▶ Work required: Provide again, from the entries below, every line from the one containing "#![cfg_attr(test, allow(clippy::unwrap_used))]" through the one containing "turns the resulting", exactly as written, and no other line.

▶ Collected data:
#####

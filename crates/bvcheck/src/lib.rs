// Allow unwrap in tests
#![cfg_attr(test, allow(clippy::unwrap_used))]

//! bvcheck
//!
//! Unified entry point for checking Bean Validation constraint annotations
//! against the program elements that carry them, before the program runs.
//!
//! # Pipeline
//!
//! ```text
//! Driver → Classify → Dispatch → CheckList → Diagnostics → Reporter
//! ```
//!
//! The driver builds a program model (a [`TypeUniverse`] or its own
//! implementations of [`TypeResolver`] and [`ConstraintClassifier`]), hands
//! annotated elements to a [`ConstraintChecker`], and turns the resulting
//! diagnostics into messages with a [`Reporter`].
//!
//! # Examples
//!
//! ```rust
//! use bvcheck::{Configuration, ConstraintChecker, Reporter};
//! use bvcheck::model::{AnnotationInstance, Modifier, ProgramElement, TypeRef, TypeUniverse};
//!
//! let universe = TypeUniverse::with_platform_types();
//! let config = Configuration::from_options([("diagnosticKind", "WARNING")]).unwrap();
//! let checker = ConstraintChecker::for_universe(&universe, config);
//!
//! let field = ProgramElement::field("com.acme.Order.count", TypeRef::declared("java.lang.Long"))
//!     .with_modifier(Modifier::Static)
//!     .with_annotation(AnnotationInstance::new("javax.validation.constraints.NotNull"));
//!
//! let diagnostics = checker.check_element(&field);
//! let reported = Reporter::new(&config).report_all(&diagnostics);
//! assert_eq!(reported.len(), 1);
//! assert!(reported[0].to_string().starts_with("warning: com.acme.Order.count"));
//! ```

pub mod checker;
pub mod config;
pub mod report;

pub use bvcheck_model as model;
pub use bvcheck_rules as rules;

pub use bvcheck_model::{ConstraintClassifier, TypeResolver, TypeUniverse};
pub use bvcheck_rules::{Diagnostic, DiagnosticSet, MessageKey, Severity};
pub use checker::ConstraintChecker;
pub use config::{ConfigError, Configuration, DiagnosticKind};
pub use report::{to_json_lines, DefaultCatalog, MessageCatalog, ReportedDiagnostic, Reporter};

#####

▶ Solution for this exercise:
#![cfg_attr(test, allow(clippy::unwrap_used))]

//! bvcheck
//!
//! Unified entry point for checking Bean Validation constraint annotations
//! against the program elements that carry them, before the program runs.
//!
//! # Pipeline
//!
//! ```text
//! Driver → Classify → Dispatch → CheckList → Diagnostics → Reporter
//! ```
//!
//! The driver builds a program model (a [`TypeUniverse`] or its own
//! implementations of [`TypeResolver`] and [`ConstraintClassifier`]), hands
//! annotated elements to a [`ConstraintChecker`], and turns the resulting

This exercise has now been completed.